El otro permaneció impertérrito, como si no supiera de qué le hablaban.

– Alias Elisabeth -apuntó Víctor.

Berga negó con la cabeza arqueando las cejas.

– Sabe usted de qué le hablo. Su buen amigo Paco. No me haga recordarle el sumario en el que usted estuvo implicado.

– Aquello se archivó, falta de pruebas.

– Ya.

– Necesito que me ayude a capturarla.

– Solo la vi una vez, casualmente…

– No me mienta, joven. Escapó usted por poco y no va a volver a tener tanta suerte.

– ¡Usted no sabe…!

– … con quién estoy hablando, sí. Torres más altas han caído. ¿Dónde puedo encontrarlo? Se ha esfumado.

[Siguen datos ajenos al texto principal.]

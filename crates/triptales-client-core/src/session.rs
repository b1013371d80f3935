use std::cell::RefCell;
use std::collections::BTreeMap;
use std::rc::Rc;

use crate::models::{Session, UserProfile};

pub const TOKEN_STORAGE_KEY: &str = "tt_token";
pub const USER_STORAGE_KEY: &str = "tt_user";
pub const THEME_STORAGE_KEY: &str = "theme";

#[derive(Debug, Clone, PartialEq, Eq, thiserror::Error)]
pub enum StorageError {
    #[error("storage is unavailable")]
    Unavailable,
    #[error("failed to write `{key}` to storage")]
    Write { key: String },
    #[error("failed to serialize stored value: {0}")]
    Serialize(String),
}

/// Synchronous string key-value storage, e.g. the browser's `localStorage`.
pub trait KeyValueStore {
    fn get_item(&self, key: &str) -> Option<String>;
    fn set_item(&self, key: &str, value: &str) -> Result<(), StorageError>;
    fn remove_item(&self, key: &str);
}

/// In-process store. Clones share the same entries.
#[derive(Debug, Clone, Default)]
pub struct MemoryStore {
    entries: Rc<RefCell<BTreeMap<String, String>>>,
}

impl MemoryStore {
    #[must_use]
    pub fn new() -> Self {
        Self::default()
    }

    #[must_use]
    pub fn len(&self) -> usize {
        self.entries.borrow().len()
    }

    #[must_use]
    pub fn is_empty(&self) -> bool {
        self.entries.borrow().is_empty()
    }
}

impl KeyValueStore for MemoryStore {
    fn get_item(&self, key: &str) -> Option<String> {
        self.entries.borrow().get(key).cloned()
    }

    fn set_item(&self, key: &str, value: &str) -> Result<(), StorageError> {
        self.entries
            .borrow_mut()
            .insert(key.to_string(), value.to_string());
        Ok(())
    }

    fn remove_item(&self, key: &str) {
        self.entries.borrow_mut().remove(key);
    }
}

/// Typed view over the auth token, cached profile and theme preference.
#[derive(Debug, Clone)]
pub struct SessionStore<S> {
    store: S,
}

impl<S: KeyValueStore> SessionStore<S> {
    pub fn new(store: S) -> Self {
        Self { store }
    }

    pub fn store(&self) -> &S {
        &self.store
    }

    pub fn token(&self) -> Option<String> {
        self.store
            .get_item(TOKEN_STORAGE_KEY)
            .filter(|token| !token.is_empty())
    }

    pub fn set_token(&self, token: &str) -> Result<(), StorageError> {
        self.store.set_item(TOKEN_STORAGE_KEY, token)
    }

    pub fn has_session(&self) -> bool {
        self.token().is_some()
    }

    /// Cached profile. Corrupt JSON reads as no profile at all.
    pub fn user(&self) -> Option<UserProfile> {
        let raw = self.store.get_item(USER_STORAGE_KEY)?;
        match serde_json::from_str::<Option<UserProfile>>(&raw) {
            Ok(user) => user,
            Err(error) => {
                tracing::warn!(%error, "ignoring unreadable cached user profile");
                None
            }
        }
    }

    pub fn set_user(&self, user: &UserProfile) -> Result<(), StorageError> {
        let serialized = serde_json::to_string(user)
            .map_err(|error| StorageError::Serialize(error.to_string()))?;
        self.store.set_item(USER_STORAGE_KEY, &serialized)
    }

    pub fn session(&self) -> Option<Session> {
        Some(Session {
            token: self.token()?,
            user: self.user(),
        })
    }

    pub fn persist(&self, session: &Session) -> Result<(), StorageError> {
        self.set_token(&session.token)?;
        if let Some(user) = session.user.as_ref() {
            self.set_user(user)?;
        }
        Ok(())
    }

    /// Drops the token and cached profile. The theme preference survives.
    pub fn clear(&self) {
        self.store.remove_item(TOKEN_STORAGE_KEY);
        self.store.remove_item(USER_STORAGE_KEY);
    }

    pub fn theme_preference(&self) -> Option<String> {
        self.store.get_item(THEME_STORAGE_KEY)
    }

    pub fn set_theme_preference(&self, value: &str) -> Result<(), StorageError> {
        self.store.set_item(THEME_STORAGE_KEY, value)
    }
}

– No lo sé, hace tiempo que no la veo. Desde aquel desagradable incidente que usted menciona, ya sabe, mi detención al hallarme en aquella casa, no he vuelto a verla. Mi padre me amenazó con desheredarme y, créame, no soy tonto. Me gusta la buena vida, lo admito. No diré que no me he corrido buenas juergas y que conozco todos los ambientes lúdicos de Barcelona, pero esa mujer por poco me trae la ruina.

– ¿Mujer?

– A él le gusta pensar que lo es, y resulta convincente, créame. Es bellísima aunque, fíjese que ya no cumple los cuarenta.

– Vaya.

– Sí, se conserva joven, tiene un cutis… Acudí a aquella casa recomendado, pensaba que era un burdel más. No sabía que era un lugar donde se prostituía a chicas tan jóvenes.

– Y a chicos.

– Vaya, ha hecho usted los deberes, pero eso son rumores.

– Miente.

– ¿Cómo?

– No me tome por tonto. Su amigo Paco se ha metido en un buen lío. Es más que probable que esté implicado en el secuestro de Borras.

– Ah, ¡el Endemoniado!

– Eso es una tontería. De endemoniado, nada.

– Tengo amigos ocultistas que no opinan lo mismo.

– ¿Es usted espiritista? ¿También?

Se hizo un silencio.

– Mire, señor…

– Ros.

– Le he dicho que no sé dónde para Elisabeth.

– Paco.

– Elisabeth o Paco, ¿no se da cuenta? Son dos caras de una misma moneda. Cuando nos detuvieron, en el cuartelillo tardaron dos días en darse cuenta de que era un hombre. Y fue gracias a las quejas de las reclusas, que le vieron el miembro al orinar.